Pickup Artist
Guitar Player|November 2024
With its Wide Range humbuckers, the 1970s Fender Telecaster Thinline scores better than most of its contemporaries.
DAVE HUNTER
Pickup Artist

FENDER NEVER OFFERED a “deluxe” rendition of the Stratocaster until 1987, more than three decades after that model’s introduction. By contrast, the Telecaster proved ripe for modification on several occasions long before the Strat reached that milestone. I’m not talking about the evolution of components and appointments that defined the chronological march of all Fender guitars through the company’s early years, but rather the unveiling of a souped-up or upgraded rendition that appeared alongside an original model.

Leo and company did just that with the Telecaster Custom in 1959, a mere nine years after it was introduced as the Broadcaster. The Telecaster Custom featured a bound body and a then-new rosewood fingerboard. The next change came nearly a decade later when Fender lightened the load of heavier ash stocks with the Thinline model, a chambered Telecaster with an f-hole on the upper bout.

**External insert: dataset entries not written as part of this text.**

// SPDX-License-Identifier: Apache-2.0 OR MIT
// Copyright (c) 2025-2026 naskel.com
//
// Loading struct schemas from YAML files.

#![cfg(feature = "schema-loaders")]

use cbinary::memory::Memory;
use cbinary::{Buffer, Endian, Error, SchemaRegistry, StructView, Value};
use std::io::Write;

const SCHEMA: &str = r#"
platform:
  endian: big
  arch: x86_64
  os: linux

typedefs:
  seq_t: uint32

structs:
  - name: EthHeader
    padding: false
    members:
      - { name: dst, type: "uint8[6]" }
      - { name: src, type: "uint8[6]" }
      - { name: ethertype, type: uint16 }
  - name: Frame
    extends: EthHeader
    members:
      - { name: seq, type: seq_t }
      - { name: payload, type: "uint8.." }
  - name: Aligned
    align: 8
    members:
      - { name: a, type: uint8 }
      - { name: b, type: uint8 }
"#;

fn load() -> SchemaRegistry {
    let mut file = tempfile::NamedTempFile::new().expect("tempfile");
    file.write_all(SCHEMA.as_bytes()).expect("write schema");
    file.flush().expect("flush");
    SchemaRegistry::load_from_file(file.path()).expect("schema should load")
}

#[test]
fn test_load_from_file() {
    let registry = load();
    assert_eq!(registry.len(), 3);
    assert!(registry.contains("Frame"));
    assert_eq!(registry.types().platform().endian, Some(Endian::Big));

    let header = registry.get("EthHeader").expect("header");
    assert_eq!(header.size(), 14);

    let frame = registry.get("Frame").expect("frame");
    assert_eq!(frame.offset_of("seq").expect("seq"), 14);
    assert_eq!(frame.offset_of("payload").expect("payload"), 18);

    let aligned = registry.get("Aligned").expect("aligned");
    assert_eq!(aligned.offset_of("b").expect("b"), 8);
    assert_eq!(aligned.size(), 16);
}

#[test]
fn test_loaded_layout_drives_views() {
    let registry = load();
    let frame = registry.get("Frame").expect("frame");

    let mut wire = vec![0xFFu8; 6];
    wire.extend_from_slice(&[1, 2, 3, 4, 5, 6]);
    wire.extend_from_slice(&[0x08, 0x00]);
    wire.extend_from_slice(&[0, 0, 0, 42]);
    wire.extend_from_slice(b"data");

    let view = StructView::from_bytes(&frame, &wire).expect("view");
    assert_eq!(view.value("ethertype").expect("ethertype"), Value::UInt(0x0800));
    assert_eq!(view.value("seq").expect("seq"), Value::UInt(42));
    assert_eq!(view.size_of("payload").expect("payload"), 4);

    // struct names resolve through the registry's type system
    let buffer = Buffer::with_types(32, registry.types().clone());
    buffer.copy_from(0, &wire).expect("copy");
    let header = buffer.get("EthHeader", 0).expect("decode header");
    assert_eq!(
        header.get_field("src"),
        Some(&Value::from(vec![1u8, 2, 3, 4, 5, 6]))
    );
    assert_eq!(buffer.size(), 32);
}

#[test]
fn test_missing_file_is_io_error() {
    let dir = tempfile::tempdir().expect("tempdir");
    let missing = dir.path().join("absent.yaml");
    assert!(matches!(
        SchemaRegistry::load_from_file(&missing),
        Err(Error::Io(_))
    ));
}
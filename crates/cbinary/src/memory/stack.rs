// SPDX-License-Identifier: Apache-2.0 OR MIT
// Copyright (c) 2025-2026 naskel.com

//! Simulated downward-growing stack of machine words.

use crate::ctypes::{Type, TypeSystem};
use crate::error::{Error, Result};
use crate::memory::{ByteSlice, Memory};
use crate::value::Value;

/// Stack whose top is always byte offset 0.
///
/// `push` prepends a machine word and `pop` removes the first one, so
/// addresses grow downward the way a native stack does. Non-negative indices
/// select words from the top; negative indices are byte offsets back from the
/// end of the stack (`size + index`).
#[derive(Debug, Clone)]
pub struct Stack {
    bytes: ByteSlice,
    word: Type,
    word_size: usize,
}

impl Stack {
    /// Empty stack using the native machine word.
    pub fn new() -> Result<Self> {
        Self::with_types(&TypeSystem::native())
    }

    /// Empty stack using `types`' `machine_word`.
    pub fn with_types(types: &TypeSystem) -> Result<Self> {
        let word = types.resolve("machine_word")?;
        let word_size = word.size().filter(|&s| s > 0).ok_or_else(|| {
            Error::InvalidArgument(format!("machine word {} has no fixed size", word))
        })?;
        Ok(Self {
            bytes: ByteSlice::zeroed(0),
            word,
            word_size,
        })
    }

    /// Stack over a copy of existing words, top first.
    pub fn from_bytes(types: &TypeSystem, bytes: &[u8]) -> Result<Self> {
        let mut stack = Self::with_types(types)?;
        stack.bytes = ByteSlice::from_bytes(bytes);
        Ok(stack)
    }

    pub fn word_size(&self) -> usize {
        self.word_size
    }

    /// Number of whole words.
    pub fn len(&self) -> usize {
        self.bytes.len() / self.word_size
    }

    pub fn is_empty(&self) -> bool {
        self.bytes.is_empty()
    }

    /// Push a word on top (byte offset 0).
    pub fn push(&mut self, value: impl Into<Value>) -> Result<&mut Self> {
        let encoded = self.word.pack(&value.into())?;
        self.bytes.splice(0, 0, &encoded)?;
        Ok(self)
    }

    /// Remove and decode the top word.
    pub fn pop(&mut self) -> Result<Value> {
        if self.bytes.len() < self.word_size {
            return Err(Error::IndexOutOfBounds {
                index: 0,
                len: self.len(),
            });
        }
        let top = self.bytes.read(0, self.word_size)?;
        let value = self.word.unpack(&top)?;
        self.bytes.splice(0, self.word_size, &[])?;
        Ok(value)
    }

    fn offset_of(&self, index: isize) -> Result<usize> {
        let size = self.bytes.len();
        let offset = if index >= 0 {
            index.unsigned_abs().checked_mul(self.word_size)
        } else {
            size.checked_sub(index.unsigned_abs())
        };
        offset
            .filter(|&o| o.checked_add(self.word_size).is_some_and(|end| end <= size))
            .ok_or(Error::IndexOutOfBounds {
                index: index as i64,
                len: self.len(),
            })
    }

    /// Word at `index` (see the type docs for negative indices).
    pub fn get(&self, index: isize) -> Result<Value> {
        let offset = self.offset_of(index)?;
        self.word.unpack(&self.bytes.read(offset, self.word_size)?)
    }

    pub fn set(&self, index: isize, value: impl Into<Value>) -> Result<()> {
        let offset = self.offset_of(index)?;
        let encoded = self.word.pack(&value.into())?;
        self.bytes.write(offset, &encoded)
    }

    /// Words from the top down.
    pub fn iter(&self) -> impl Iterator<Item = Result<Value>> + '_ {
        (0..self.len()).map(move |i| self.get(i as isize))
    }
}

impl Memory for Stack {
    fn bytes(&self) -> &ByteSlice {
        &self.bytes
    }
}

But the Telecaster Thinline would soon undergo significant revisions of its own. In 1971, Fender’s owner, CBS, began to implement a series of major design changes that would impact its guitars, including the Tele Thinline. Midway through that year, a version of the guitar appeared bearing the company’s new Wide Range Humbucker pickups. Designed by Seth Lover, the former Gibson engineer behind the humbucking pickup, the Wide Range was designed to sound characteristically Fender — bright, crisp and articulate — while being fuller and more powerful, and rejecting 60-cycle hum. With it, Fender could finally compete in the rock territory dominated by Gibson.

This story is from the November 2024 edition of Guitar Player.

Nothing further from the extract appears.